In the wake of the terrorist attacks that killed 14 people in San Bernardino, Los Angeles County officials are considering toughening local gun regulations, including a possible requirement for gun owners to buy insurance.
The supervisors voted Tuesday to ask county lawyers, public safety and mental health officials to report back on proposed gun control measures along with other options to "further prevent violence and improve safety in the workplace and public settings."
As part of that request, they asked for an analysis of ways to "adopt stricter gun control restrictions and penalties," including further background checks, a potential local tax on guns and ammunition, and an insurance requirement for gun owners.
The insurance policy would be similar to car insurance, making payments to offset the costs to victims and public agencies if the policy-holder's gun is used to injure or kill someone.
Supervisor Mark Ridley-Thomas, who proposed exploring the policy, noted that accidental shootings as well as gun crimes are costly to public agencies.
"If you have a car, it has to be insured," he said. "It puts more of a burden of responsibility on the owner."
A proposal to require gun owners to buy insurance was introduced at the federal level this year, but no states or local California jurisdictions have adopted such a requirement, experts said.
Adam Winkler, a law professor at UCLA who studies gun laws, said the insurance requirement could reduce accidents and suicides by getting people to store their guns more securely or to purchase "smart guns" that can be fired only by authorized users.
But Winkler said he did not expect an insurance requirement to have a significant effect on gun crime.
He also said the constitutionality of such a requirement is "not crystal clear," and it would probably be challenged in court.
Allison Anderman, a staff attorney at the San Francisco-based Law Center to Prevent Gun Violence, said there were several California cities that require gun dealers to carry special insurance, but none that require owners to do so.
In recent months, Anderman said her group has noted an increase in local gun control measures, including safe storage laws, limits on magazine capacity and requirements that gun purchases be videotaped.
Gun owners objected to the county proposal.

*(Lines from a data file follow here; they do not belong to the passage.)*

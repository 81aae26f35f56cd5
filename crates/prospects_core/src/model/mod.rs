//! Domain model for the prospect tracker.
//!
//! # Responsibility
//! - Define the canonical record shape owned by the store.
//!
//! # Invariants
//! - Every prospect is identified by a stable `ProspectId`.
//! - Identity is the only basis for record equality.

pub mod prospect;
//! One-shot contact reminder scheduling.
//!
//! # Responsibility
//! - Build the reminder notification request for a prospect.
//! - Drive lazy notification authorization against the platform gateway.
//!
//! # Invariants
//! - Scheduling is fire-and-forget: outcomes are logged, never written back
//!   into the store.
//! - Authorization is requested at most once per schedule attempt.

use crate::model::prospect::Prospect;
use log::{info, warn};
use std::time::Duration;
use uuid::Uuid;

/// Delay before a scheduled contact reminder fires.
pub const REMINDER_DELAY: Duration = Duration::from_secs(5);

/// User-visible payload of one reminder notification.
#[derive(Debug, Clone, PartialEq, Eq)]
pub struct ReminderContent {
    pub title: String,
    pub subtitle: String,
    pub with_sound: bool,
}

/// One-shot notification request handed to the platform gateway.
#[derive(Debug, Clone, PartialEq, Eq)]
pub struct ReminderRequest {
    /// Unique request identifier, unrelated to prospect identity.
    pub id: Uuid,
    pub content: ReminderContent,
    /// Relative one-shot trigger delay.
    pub delay: Duration,
}

impl ReminderRequest {
    /// Builds the "contact this prospect" reminder for `prospect`.
    pub fn for_prospect(prospect: &Prospect) -> Self {
        Self {
            id: Uuid::new_v4(),
            content: ReminderContent {
                title: format!("Contact {}", prospect.name),
                subtitle: prospect.email_address.clone(),
                with_sound: true,
            },
            delay: REMINDER_DELAY,
        }
    }
}

/// Platform notification authorization state.
#[derive(Debug, Clone, Copy, PartialEq, Eq)]
pub enum AuthorizationStatus {
    NotDetermined,
    Authorized,
    Denied,
}

/// Seam to the platform notification facility.
pub trait NotificationGateway {
    /// Current authorization state.
    fn authorization_status(&self) -> AuthorizationStatus;

    /// Prompts for notification permission; returns whether it was granted.
    ///
    /// A previously denied gateway is expected to answer `false` without
    /// prompting again.
    fn request_authorization(&mut self) -> bool;

    /// Enqueues a one-shot reminder. Delivery is the platform's concern.
    fn schedule(&mut self, request: ReminderRequest);
}

/// Schedules the contact reminder for `prospect`, requesting authorization
/// lazily on first use.
///
/// Returns whether a request was handed to the gateway. Denial is logged
/// and otherwise ignored.
pub fn schedule_contact_reminder<G: NotificationGateway>(
    gateway: &mut G,
    prospect: &Prospect,
) -> bool {
    match gateway.authorization_status() {
        AuthorizationStatus::Authorized => {}
        AuthorizationStatus::NotDetermined | AuthorizationStatus::Denied => {
            if !gateway.request_authorization() {
                warn!(
                    "event=reminder_schedule module=reminder status=denied prospect={}",
                    prospect.id
                );
                return false;
            }
        }
    }

    let request = ReminderRequest::for_prospect(prospect);
    info!(
        "event=reminder_schedule module=reminder status=ok prospect={} delay_secs={}",
        prospect.id,
        request.delay.as_secs()
    );
    gateway.schedule(request);
    true
}
//! Core use-case services.
//!
//! # Responsibility
//! - Orchestrate store, scanner and reminder calls into screen-action APIs.
//! - Keep UI/FFI layers decoupled from storage details.

pub mod prospect_service;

"Are law-abiding gun owners to be punished for the acts of criminals?" Stan Roy, an Antelope Valley resident who said he is a National Rifle Assn. certified shooting instructor, asked the supervisors. "Are we to think that people committing armed robberies, rapes and homicides are going to pay for insurance?"
Supervisor Michael D. Antonovich asked that the county's attorneys look into the constitutionality of the potential gun measures.
Also in reaction to the attacks in San Bernardino, the board voted Tuesday to issue statements expressing their condolences to the victims' family and friends, while condemning hate crimes that have targeted Muslims and people perceived incorrectly to be Muslims, including the vandalism of mosques and a Sikh temple in Southern California.
The supervisors wrote that "the terrorists who committed these acts, motivated by violent religious and political extremism are to blame, and that no religion or race or ethnicity is responsible for these acts, and that fear-based stereotyping and scapegoating creates an atmosphere conducive to Islamophobia, xenophobia, discrimination, hate, and bigotry."